一、实验原理：

    利用标记技术将酶标记到抗体（抗原）上，使待检物中相应的抗原（抗体）与酶标记抗体（抗原）发生特异性反应。在遇到相应的酶底物时，酶能高效、专一催化、分解底物，生成有颜色的产物。根据颜色的深、浅、可以判断待检物中有无特异的抗原（抗体）以及量的大小。
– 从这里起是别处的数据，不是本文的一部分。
//! Wire types for the reconciliation service API.
//!
//! Field names follow the service's JSON verbatim; defaults keep older
//! server builds (which omit optional fields) parseable.

use serde::{Deserialize, Serialize};

use reconview_projector::{MatchCandidate, MatchStatus, Row};
use reconview_session::{Document, Session};

/// `POST /reconcile` — initial matching over an uploaded CSV pair.
#[derive(Debug, Clone, Serialize, Deserialize)]
pub struct ReconcileResponse {
    pub session_id: String,
    #[serde(default)]
    pub bank_matches: Vec<MatchCandidate>,
    #[serde(default)]
    pub agent_state: String,
    #[serde(default)]
    pub processing_notes: String,
}

#[derive(Debug, Clone, Serialize, Deserialize)]
pub struct AgentThought {
    #[serde(default)]
    pub thought: String,
    #[serde(default)]
    pub timestamp: String,
}

/// `POST /reconcile/session/{id}/continue`.
#[derive(Debug, Clone, Serialize, Deserialize)]
pub struct ContinueResponse {
    #[serde(default)]
    pub matches: Vec<MatchCandidate>,
    #[serde(default)]
    pub agent_thoughts: Vec<AgentThought>,
    #[serde(default)]
    pub next_action: String,
}

/// `GET /reconcile/session/{id}` — the persisted session.
#[derive(Debug, Clone, Serialize, Deserialize)]
pub struct SessionSnapshot {
    pub session_id: String,
    #[serde(default)]
    pub bank_data: Vec<Row>,
    #[serde(default)]
    pub gl_data: Vec<Row>,
    #[serde(default)]
    pub bank_matches: Vec<MatchCandidate>,
    #[serde(default)]
    pub agent_state: String,
    #[serde(default)]
    pub processing_notes: String,
}

impl SessionSnapshot {
    /// Rehydrate the snapshot into a local session value.
    pub fn into_session(self) -> Session {
        let mut session = Session::new(
            self.session_id,
            self.bank_data,
            self.gl_data,
            self.bank_matches,
        );
        session.agent_state = self.agent_state;
        session.processing_notes = self.processing_notes;
        session
    }
}

/// `POST /reconcile/session/{id}/save` request body.
#[derive(Debug, Clone, Serialize)]
pub struct SaveSessionRequest<'a> {
    #[serde(flatten)]
    pub session: &'a Session,
    pub change_description: &'a str,
}

#[derive(Debug, Clone, Serialize, Deserialize)]
pub struct Ack {
    #[serde(default)]
    pub message: String,
}

/// `GET /reconcile/session/{id}/match/{bank_index}/documents`.
#[derive(Debug, Clone, Serialize, Deserialize)]
pub struct DocumentsResponse {
    #[serde(default)]
    pub matching_documents: Vec<Document>,
    #[serde(default)]
    pub total_found: usize,
}

/// `POST .../match/{bank_index}/reject-document`.
#[derive(Debug, Clone, Serialize, Deserialize)]
pub struct RejectDocumentResponse {
    #[serde(default)]
    pub new_documents: Vec<Document>,
    #[serde(default)]
    pub new_matches_found: bool,
}

/// `POST .../match/{bank_index}/status`.
#[derive(Debug, Clone, Serialize, Deserialize)]
pub struct StatusUpdateResponse {
    #[serde(default)]
    pub message: String,
    pub bank_index: usize,
    pub status: MatchStatus,
}

/// `POST .../match/{bank_index}/link-document`.
#[derive(Debug, Clone, Serialize, Deserialize)]
pub struct LinkDocumentResponse {
    #[serde(default)]
    pub message: String,
    #[serde(default)]
    pub linked_documents: Vec<String>,
}

/// `POST /reconcile/session/{id}/finalize`.
#[derive(Debug, Clone, Serialize, Deserialize)]
pub struct FinalizeResponse {
    #[serde(default)]
    pub processed_matches: usize,
    #[serde(default)]
    pub total_verified: usize,
}
use crate::error::ProjectorError;
use crate::model::{Row, Scalar};

/// Load CSV text into rows. First record = headers, values mapped
/// positionally; cells that parse as numbers become `Scalar::Number`.
/// Ragged records are tolerated: short rows simply omit the trailing
/// columns, extra cells are dropped.
pub fn load_rows(csv_text: &str) -> Result<Vec<Row>, ProjectorError> {
    let mut reader = csv::ReaderBuilder::new()
        .has_headers(true)
        .flexible(true)
        .from_reader(csv_text.as_bytes());

    let headers: Vec<String> = reader
        .headers()
        .map_err(|e| ProjectorError::Csv(e.to_string()))?
        .iter()
        .map(|h| h.trim().to_string())
        .collect();

    let mut rows = Vec::new();
    for record in reader.records() {
        let record = record.map_err(|e| ProjectorError::Csv(e.to_string()))?;

        let mut fields = Vec::with_capacity(headers.len());
        for (i, header) in headers.iter().enumerate() {
            let Some(raw) = record.get(i) else {
                continue;
            };
            let value = raw.trim();
            fields.push((header.clone(), parse_scalar(value)));
        }
        rows.push(Row::from_pairs(fields));
    }

    Ok(rows)
}

fn parse_scalar(value: &str) -> Scalar {
    if !value.is_empty() {
        if let Ok(n) = value.parse::<f64>() {
            if n.is_finite() {
                return Scalar::Number(n);
            }
        }
    }
    Scalar::Text(value.to_string())
}

#[cfg(test)]
mod tests {
    use super::*;

    #[test]
    fn load_basic() {
        let csv = "\
date,description,amount
2024-01-05,ACH TRANSFER,100.50
2024-01-06,CHECK 1042,-75
";
        let rows = load_rows(csv).unwrap();
        assert_eq!(rows.len(), 2);
        assert_eq!(
            rows[0].get("date").and_then(Scalar::as_text),
            Some("2024-01-05")
        );
        assert_eq!(rows[0].get("amount"), Some(&Scalar::Number(100.5)));
        assert_eq!(rows[1].get("amount"), Some(&Scalar::Number(-75.0)));
    }

    #[test]
    fn quoted_commas_survive() {
        let csv = "date,description,amount\n2024-01-05,\"TRANSFER, WIRE\",10\n";
        let rows = load_rows(csv).unwrap();
        assert_eq!(
            rows[0].get("description").and_then(Scalar::as_text),
            Some("TRANSFER, WIRE")
        );
    }

    #[test]
    fn short_record_omits_trailing_columns() {
        let csv = "date,description,amount\n2024-01-05,PARTIAL\n";
        let rows = load_rows(csv).unwrap();
        assert_eq!(rows[0].len(), 2);
        assert!(rows[0].get("amount").is_none());
    }

    #[test]
    fn empty_cell_stays_text() {
        let csv = "date,amount\n2024-01-05,\n";
        let rows = load_rows(csv).unwrap();
        assert_eq!(rows[0].get("amount"), Some(&Scalar::Text(String::new())));
    }

    #[test]
    fn headers_only_yields_no_rows() {
        let rows = load_rows("date,amount\n").unwrap();
        assert!(rows.is_empty());
    }
}
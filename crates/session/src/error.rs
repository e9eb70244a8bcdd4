use std::fmt;

#[derive(Debug, PartialEq, Eq)]
pub enum SessionError {
    /// A speculative change is already in flight; confirm or roll it
    /// back before starting another.
    TransitionPending,
    /// Commit/rollback called with nothing in flight.
    NoPending,
    /// Queue completion signaled while no task was processing.
    QueueIdle,
}

impl fmt::Display for SessionError {
    fn fmt(&self, f: &mut fmt::Formatter<'_>) -> fmt::Result {
        match self {
            Self::TransitionPending => {
                write!(f, "a pending change is already in flight")
            }
            Self::NoPending => write!(f, "no pending change to resolve"),
            Self::QueueIdle => write!(f, "no task is processing"),
        }
    }
}

impl std::error::Error for SessionError {}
该方法可对待检样品进行定性和定量分析；同时具有微量、特异、高效、经济、简便等优点，因此是一种广泛应用于生物和医学领域的微量测定技术。

    目前使用的酶联免疫检测方法很多，其种类按检测目的可分为：

    间接法——用于测定抗体

    双抗体夹心法——主要用于测定大分子抗原

    竞争抑制法——主要用于测定小分子抗原

    本实验以血清IgE的检测为例学习双抗体夹心法。

ELISA的原理图

血清lgE的检测

二、实验材料

酶标板（聚苯乙烯微量板）

马抗人IgE抗体—IgG（购自北京中山公司）

辣根过氧化物酶（HRP）标记的马抗人IgE抗体—IgG

待检血清

包被缓冲液： 0.05mol/L碳酸钠-碳酸氢钠洗涤液(pH9.6)

封闭液：1%BSA溶液

反应终止液：5N H2SO4

三、实验方法

包被酶标反应板：加1:500马抗人IgE抗体（IgG），0.2ml/孔

    ↓37℃ 孵育2小时后洗涤3次，1分钟/次

封闭：加入1%BSA ，0.3ml/孔，4℃过夜

    ↓取出，洗涤同上

待检血清：加入不同稀释度的待捡血清，0.1ml/孔

    ↓37℃孵育40min后，洗涤同上

酶标记抗体：加入适当稀释度的酶标抗体，0.1ml/孔

    ↓37℃孵育40min后， 洗涤同上

底物：加入OPD（邻苯二胺）溶液，0.15ml/孔

    ↓室温30分钟

终止液：加入5N H2SO4 ，0.1ml/孔

    ↓

于20min内，用酶标仪测定各孔OD值，测定波长495nm

一、 实验结果

    用待测标本孔的吸收值与一组阴性标本测定孔平均吸收值的比值（P/N）

    表示，当P/N大于某一数值时（如2.1）判断为阳性，数值的大小依具体检测要求而定。

五、注意事项

1．实验时应分别设阳性对照与阴性对照孔，每一待检样品应平行作两份，以保证实验结果的准确性。

2．实验时，用羊血清、兔血清或BSA封闭以防止非特异性反应的发生。